**RECORDED DATA**:

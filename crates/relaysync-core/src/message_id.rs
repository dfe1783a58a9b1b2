//! Deterministic message identity
//!
//! ```text
//! id = SHA-256("MESSAGE_ID" || group_id || timestamp_le_u64 || body)
//! ```
//!
//! A content fingerprint used as the de-duplication key downstream, not a
//! secrecy primitive.

use sha2::{Digest, Sha256};

use crate::types::{GroupId, MessageId, SyncRecord};

/// Domain separation tag prefixed to every message id preimage.
const MESSAGE_ID_TAG: &[u8] = b"MESSAGE_ID";

/// Compute the identifier of a message appended to `group_id` at `timestamp`.
pub fn compute_message_id(group_id: &GroupId, timestamp: i64, body: &[u8]) -> MessageId {
    let mut hasher = Sha256::new();
    hasher.update(MESSAGE_ID_TAG);
    hasher.update(group_id.as_bytes());
    hasher.update((timestamp as u64).to_le_bytes());
    hasher.update(body);
    MessageId(hasher.finalize().into())
}

impl SyncRecord {
    /// Identifier of this record, see [`compute_message_id`].
    pub fn id(&self) -> MessageId {
        compute_message_id(&self.group_id, self.timestamp, &self.body)
    }
}

#[cfg(test)]
mod tests {
    use super::*;

    #[test]
    fn test_message_id_is_deterministic() {
        let group = GroupId([3u8; 32]);
        let a = compute_message_id(&group, 1_700_000_000, b"hello");
        let b = compute_message_id(&group, 1_700_000_000, b"hello");
        assert_eq!(a, b);
    }

    #[test]
    fn test_message_id_covers_every_field() {
        let group = GroupId([3u8; 32]);
        let base = compute_message_id(&group, 10, b"hello");

        assert_ne!(base, compute_message_id(&GroupId([4u8; 32]), 10, b"hello"));
        assert_ne!(base, compute_message_id(&group, 11, b"hello"));
        assert_ne!(base, compute_message_id(&group, 10, b"hellp"));
    }

    #[test]
    fn test_message_id_matches_manual_preimage() {
        let group = GroupId([0xaa; 32]);
        let timestamp: i64 = 0x0102030405060708;

        let mut preimage = b"MESSAGE_ID".to_vec();
        preimage.extend_from_slice(&[0xaa; 32]);
        preimage.extend_from_slice(&[8, 7, 6, 5, 4, 3, 2, 1]);
        preimage.extend_from_slice(b"body");
        let expected: [u8; 32] = Sha256::digest(&preimage).into();

        assert_eq!(compute_message_id(&group, timestamp, b"body").0, expected);
    }

    #[test]
    fn test_record_id_uses_record_fields() {
        let record = SyncRecord {
            group_id: GroupId([1u8; 32]),
            timestamp: 42,
            body: vec![1, 2, 3],
        };
        assert_eq!(
            record.id(),
            compute_message_id(&record.group_id, 42, &[1, 2, 3])
        );
    }
}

**DESCRIPTION OF THE TASK**: Reproduce each line of the material exactly as given.

**OUTPUT FOR THIS EXERCISE**:
filename crates/relaysync-core/src/message_id.rs
repository dfe1783a58a9b1b2
//! Deterministic message identity
//!
//! ```text
//! id = SHA-256("MESSAGE_ID" || group_id || timestamp_le_u64 || body)
//! ```
//!
//! A content fingerprint used as the de-duplication key downstream, not a
//! secrecy primitive.

use sha2::{Digest, Sha256};

use crate::types::{GroupId, MessageId, SyncRecord};

/// Domain separation tag prefixed to every message id preimage.
const MESSAGE_ID_TAG: &[u8] = b"MESSAGE_ID";

/// Compute the identifier of a message appended to `group_id` at `timestamp`.
pub fn compute_message_id(group_id: &GroupId, timestamp: i64, body: &[u8]) -> MessageId {
    let mut hasher = Sha256::new();
    hasher.update(MESSAGE_ID_TAG);
    hasher.update(group_id.as_bytes());
    hasher.update((timestamp as u64).to_le_bytes());
    hasher.update(body);
    MessageId(hasher.finalize().into())
}

impl SyncRecord {
    /// Identifier of this record, see [`compute_message_id`].
    pub fn id(&self) -> MessageId {
        compute_message_id(&self.group_id, self.timestamp, &self.body)
    }
}

#[cfg(test)]
mod tests {
    use super::*;

    #[test]
    fn test_message_id_is_deterministic() {
        let group = GroupId([3u8; 32]);
        let a = compute_message_id(&group, 1_700_000_000, b"hello");
        let b = compute_message_id(&group, 1_700_000_000, b"hello");
        assert_eq!(a, b);
    }

    #[test]
    fn test_message_id_covers_every_field() {
        let group = GroupId([3u8; 32]);
        let base = compute_message_id(&group, 10, b"hello");

        assert_ne!(base, compute_message_id(&GroupId([4u8; 32]), 10, b"hello"));
        assert_ne!(base, compute_message_id(&group, 11, b"hello"));
        assert_ne!(base, compute_message_id(&group, 10, b"hellp"));
    }

    #[test]
    fn test_message_id_matches_manual_preimage() {
        let group = GroupId([0xaa; 32]);
        let timestamp: i64 = 0x0102030405060708;

        let mut preimage = b"MESSAGE_ID".to_vec();
        preimage.extend_from_slice(&[0xaa; 32]);
        preimage.extend_from_slice(&[8, 7, 6, 5, 4, 3, 2, 1]);
        preimage.extend_from_slice(b"body");
        let expected: [u8; 32] = Sha256::digest(&preimage).into();

        assert_eq!(compute_message_id(&group, timestamp, b"body").0, expected);
    }

    #[test]
    fn test_record_id_uses_record_fields() {
        let record = SyncRecord {
            group_id: GroupId([1u8; 32]),
            timestamp: 42,
            body: vec![1, 2, 3],
        };
        assert_eq!(
            record.id(),
            compute_message_id(&record.group_id, 42, &[1, 2, 3])
        );
    }
}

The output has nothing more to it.